Histone deacetylase 3 is an epigenomic brake in macrophage alternative activation
Journal Publication ResearchOnline@JCUAbstract
Macrophages, a key cellular component of inflammation, become functionally polarized in a signal- and context-specific manner. Th2 cytokines such as interleukin 4 (IL-4) polarize macrophages to a state of alternative activation that limits inflammation and promotes wound healing. Alternative activation is mediated by a transcriptional program that is influenced by epigenomic modifications, including histone acetylation. Here we report that macrophages lacking histone deacetylase 3 (HDAC3) display a polarization phenotype similar to IL-4-induced alternative activation and, furthermore, are hyperresponsive to IL-4 stimulation.
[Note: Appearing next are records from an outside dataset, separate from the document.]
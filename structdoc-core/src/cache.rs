use std::{
    collections::HashMap,
    sync::{
        atomic::{AtomicUsize, Ordering},
        Arc, Mutex, MutexGuard, PoisonError,
    },
};

use tracing::{debug, trace};

use crate::{
    decl::{ModuleRoot, Package},
    Frontend, Result,
};

type Slot = Arc<Mutex<Option<Arc<Package>>>>;

/// Parsed packages, keyed by package path.
///
/// Each package is parsed at most once per cache, the first time it is [loaded]. Entries are
/// never evicted. Failed loads are not remembered, so a later load of the same path tries
/// again.
///
/// The cache can be shared between threads. Concurrent first loads of the same path wait for
/// each other rather than parsing twice.
///
/// [loaded]: PackageCache::load
#[derive(Debug)]
pub struct PackageCache<F> {
    frontend: F,
    module: ModuleRoot,
    slots: Mutex<HashMap<String, Slot>>,
    parsed: AtomicUsize,
}

impl<F> PackageCache<F>
where
    F: Frontend,
{
    /// Creates an empty cache on top of `frontend`.
    ///
    /// `module` is the module path import paths are made relative to.
    pub fn new(frontend: F, module: ModuleRoot) -> Self {
        Self {
            frontend,
            module,
            slots: Mutex::new(HashMap::new()),
            parsed: AtomicUsize::new(0),
        }
    }

    /// The package at `path` (relative to the source root), parsing it on first use.
    pub fn load(&self, path: &str) -> Result<Arc<Package>> {
        let slot = {
            let mut slots = lock(&self.slots);
            slots.entry(path.to_string()).or_default().clone()
        };

        // Held across the parse so that racing loaders of the same path block here.
        let mut slot = lock(&slot);
        if let Some(package) = slot.as_ref() {
            trace!("package `{path}` served from cache");
            return Ok(package.clone());
        }

        debug!("parsing package `{path}`");
        let files = self.frontend.parse_package(path)?;
        self.parsed.fetch_add(1, Ordering::Relaxed);
        let package = Arc::new(Package::new(path, files, &self.module));
        debug!("parsed package `{path}` ({} files)", package.files().len());
        *slot = Some(package.clone());

        Ok(package)
    }

    /// How many packages this cache has parsed successfully.
    pub fn parsed_count(&self) -> usize {
        self.parsed.load(Ordering::Relaxed)
    }

    /// The module root.
    pub fn module(&self) -> &ModuleRoot {
        &self.module
    }

    /// The frontend the packages are parsed with.
    pub fn frontend(&self) -> &F {
        &self.frontend
    }
}

// A panic while a slot was held leaves it either empty or filled, both of which are valid.
fn lock<T>(mutex: &Mutex<T>) -> MutexGuard<'_, T> {
    mutex.lock().unwrap_or_else(PoisonError::into_inner)
}

#[cfg(test)]
mod tests {
    use super::*;
    use crate::{decl::SourceFile, ParseError};
    use std::{sync::atomic::AtomicBool, thread, time::Duration};

    /// Counts calls and fails for `broken` until `fixed` is set.
    #[derive(Debug, Default)]
    struct Counting {
        calls: AtomicUsize,
        fixed: AtomicBool,
        slow: bool,
    }

    impl Frontend for Counting {
        fn parse_package(
            &self,
            package: &str,
        ) -> core::result::Result<Vec<SourceFile>, ParseError> {
            self.calls.fetch_add(1, Ordering::SeqCst);
            if self.slow {
                thread::sleep(Duration::from_millis(20));
            }
            if package == "broken" && !self.fixed.load(Ordering::SeqCst) {
                return Err(ParseError::missing(package));
            }

            Ok(vec![
                SourceFile::new("b.go", "p"),
                SourceFile::new("a.go", "p"),
            ])
        }
    }

    #[test_log::test]
    fn load_is_idempotent() {
        let cache = PackageCache::new(Counting::default(), ModuleRoot::new("example.com/m"));
        assert_eq!(cache.module().as_str(), "example.com/m");

        let first = cache.load("demo/pkg1").unwrap();
        let second = cache.load("demo/pkg1").unwrap();
        assert!(Arc::ptr_eq(&first, &second));
        assert_eq!(first.path(), "demo/pkg1");
        assert_eq!(first.files()[0].file().name(), "a.go");

        cache.load("demo/pkg2").unwrap();
        assert_eq!(cache.parsed_count(), 2);
        assert_eq!(cache.frontend().calls.load(Ordering::SeqCst), 2);
    }

    #[test_log::test]
    fn failures_are_not_cached() {
        let cache = PackageCache::new(Counting::default(), ModuleRoot::default());

        let err = cache.load("broken").unwrap_err();
        assert!(matches!(&err, crate::Error::Parse(e) if e.package() == "broken"));
        assert!(cache.load("broken").is_err());
        assert_eq!(cache.parsed_count(), 0);

        cache.frontend().fixed.store(true, Ordering::SeqCst);
        cache.load("broken").unwrap();
        cache.load("broken").unwrap();
        assert_eq!(cache.parsed_count(), 1);
        assert_eq!(cache.frontend().calls.load(Ordering::SeqCst), 3);
    }

    #[test]
    fn concurrent_first_loads_parse_once() {
        let frontend = Counting {
            slow: true,
            ..Default::default()
        };
        let cache = PackageCache::new(frontend, ModuleRoot::default());

        thread::scope(|s| {
            for _ in 0..8 {
                s.spawn(|| {
                    cache.load("shared").unwrap();
                    cache.load("other").unwrap();
                });
            }
        });

        assert_eq!(cache.parsed_count(), 2);
        assert_eq!(cache.frontend().calls.load(Ordering::SeqCst), 2);
    }
}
Throughout the macrophage genome, HDAC3 deacetylates histone tails at regulatory regions, leading to repression of many IL-4-regulated genes characteristic of alternative activation. Following exposure to Schistosoma mansoni eggs, a model of Th2 cytokine-mediated disease that is limited by alternative activation, pulmonary inflammation was ameliorated in mice lacking HDAC3 in macrophages. Thus, HDAC3 functions in alternative activation as a brake whose release could be of benefit in the treatment of multiple inflammatory diseases.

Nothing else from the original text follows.